A hospital in Essex has reportedly declared a major incident after ambulances with patients inside were forced to queue up.
Around 10 ambulances were waiting outside Southend Hospital this afternoon as the A&E department was too busy to offload patients, according to BBC Essex.
It is understood officials have declared an Internal Critical Incident ‘due to significant flow challenges’, with more patients being admitted to hospital than there are discharges.
It is not clear what has caused the queues but coronavirus cases are rising in Southend, with 348 new infections recorded in the seven days up to December 5, up from 253 in the previous seven days.
Tom Abell, Deputy Chief Executive, for Mid and South Essex NHS Foundation Trust, confirmed Southend Hospital is ‘extremely busy’ and asked residents not to turn up to the hospital unless their case is an emergency.
He said: ‘Southend Hospital is extremely busy today with a high number of patients who need our care.
‘We are working hard to see people as quickly as possible in our emergency department, and to make sure there are beds for those who need them in the hospital.
‘While we work to improve the situation we would ask anyone who doesn’t need emergency care to call 111 and look for alternative options.’
Essex is currently under tier two lockdown restrictions but it is thought some areas will be moved up a level when the system is reviewed on December 16.
Basildon Council deputy leader Kerry Smith said ‘it has been rumoured’ that Basildon, Thurrock, Harlow, Epping and Brentwood could go into tier three while the rest of the county remains in tier two.
Currently the Government has chosen not to spilt up regions but it is thought this may be considered for Essex, where infection rates vary widely.
Basildon has one of the highest infection rates in the country.

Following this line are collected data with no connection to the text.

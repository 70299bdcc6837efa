//! Filesystem utilities.

use std::fs;
use std::path::{Path, PathBuf};

use anyhow::{Context, Result};
use glob::glob;
use walkdir::WalkDir;

/// Remove a directory and all its contents, if it exists.
pub fn remove_dir_all_if_exists(path: &Path) -> Result<()> {
    if path.exists() {
        fs::remove_dir_all(path)
            .with_context(|| format!("failed to remove directory: {}", path.display()))?;
    }
    Ok(())
}

/// Ensure a directory exists, creating it if necessary.
pub fn ensure_dir(path: &Path) -> Result<()> {
    if !path.exists() {
        fs::create_dir_all(path)
            .with_context(|| format!("failed to create directory: {}", path.display()))?;
    }
    Ok(())
}

/// Read a file to string, with nice error messages.
pub fn read_to_string(path: &Path) -> Result<String> {
    fs::read_to_string(path).with_context(|| format!("failed to read file: {}", path.display()))
}

pub fn read_bytes(path: &Path) -> Result<Vec<u8>> {
    fs::read(path).with_context(|| format!("failed to read file: {}", path.display()))
}

/// Write bytes to a file, creating parent directories if needed.
pub fn write_bytes(path: &Path, contents: &[u8]) -> Result<()> {
    if let Some(parent) = path.parent() {
        ensure_dir(parent)?;
    }
    fs::write(path, contents).with_context(|| format!("failed to write file: {}", path.display()))
}

/// Write to a sibling temp file, then rename over `path`.
///
/// Readers never observe a half-written file.
pub fn write_atomic(path: &Path, contents: &[u8]) -> Result<()> {
    let parent = path
        .parent()
        .with_context(|| format!("path has no parent: {}", path.display()))?;
    ensure_dir(parent)?;

    let mut tmp = tempfile::NamedTempFile::new_in(parent)
        .with_context(|| format!("failed to create temp file in {}", parent.display()))?;
    std::io::Write::write_all(&mut tmp, contents)
        .with_context(|| format!("failed to write temp file for {}", path.display()))?;
    tmp.persist(path)
        .with_context(|| format!("failed to move temp file to {}", path.display()))?;
    Ok(())
}

/// Copy a file, creating the destination's parent directories.
pub fn copy_file(src: &Path, dst: &Path) -> Result<u64> {
    if let Some(parent) = dst.parent() {
        ensure_dir(parent)?;
    }
    fs::copy(src, dst)
        .with_context(|| format!("failed to copy {} to {}", src.display(), dst.display()))
}

/// Find files matching a glob pattern relative to a base directory.
pub fn glob_files(base: &Path, pattern: &str) -> Result<Vec<PathBuf>> {
    let full_pattern = base.join(pattern);
    let pattern_str = full_pattern.to_string_lossy();

    let mut results = Vec::new();
    for entry in glob(&pattern_str).with_context(|| format!("invalid glob pattern: {}", pattern))? {
        match entry {
            Ok(path) => {
                if path.is_file() {
                    results.push(path);
                }
            }
            Err(e) => {
                tracing::warn!("glob error: {}", e);
            }
        }
    }

    results.sort();
    results.dedup();
    Ok(results)
}

/// Total size in bytes of all files below `path`.
pub fn dir_size(path: &Path) -> u64 {
    WalkDir::new(path)
        .into_iter()
        .filter_map(|e| e.ok())
        .filter(|e| e.file_type().is_file())
        .filter_map(|e| e.metadata().ok())
        .map(|m| m.len())
        .sum()
}

/// Human-readable byte count.
pub fn format_size(bytes: u64) -> String {
    const KB: u64 = 1024;
    const MB: u64 = KB * 1024;
    const GB: u64 = MB * 1024;

    if bytes >= GB {
        format!("{:.2} GiB", bytes as f64 / GB as f64)
    } else if bytes >= MB {
        format!("{:.2} MiB", bytes as f64 / MB as f64)
    } else if bytes >= KB {
        format!("{:.2} KiB", bytes as f64 / KB as f64)
    } else {
        format!("{} B", bytes)
    }
}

On Tuesday leader of Southend Council Ian Gilbert warned it was ‘clear’ cases were also on the rise there.
Winter is usually a busy time for the NHS and there were fears this year would be worse than usual if people caught coronavirus and flu at the same time.
However figures last week showing flu and covid rates are falling offered some hope the health service may dodge a winter crisis.
The number of cases of the influenza virus is at its lowest level in years, with reports of symptoms of the illness 10 times below last year’s figures.
It is thought measures to combat the pandemic – including social distancing, wearing face masks and hand washing – has also helped fight off the flu.
Scientists say they are now ‘optimistic’ the country is past the peak of the second wave.
But they still fear the easing of restrictions over Christmas could lead to a ‘third wave’ of cases.
Although the NHS began rolling out the approved Pfizer vaccine this week, people are still being warned to stick to the rules.
Health Secretary Matt Hancock told MPs today that we must ‘temper our joy and enthusiasm’ about the vaccine breakthrough ‘with the need to keep each other safe’.
He added: ‘Let’s not blow it since we can see the answer is on the horizon.’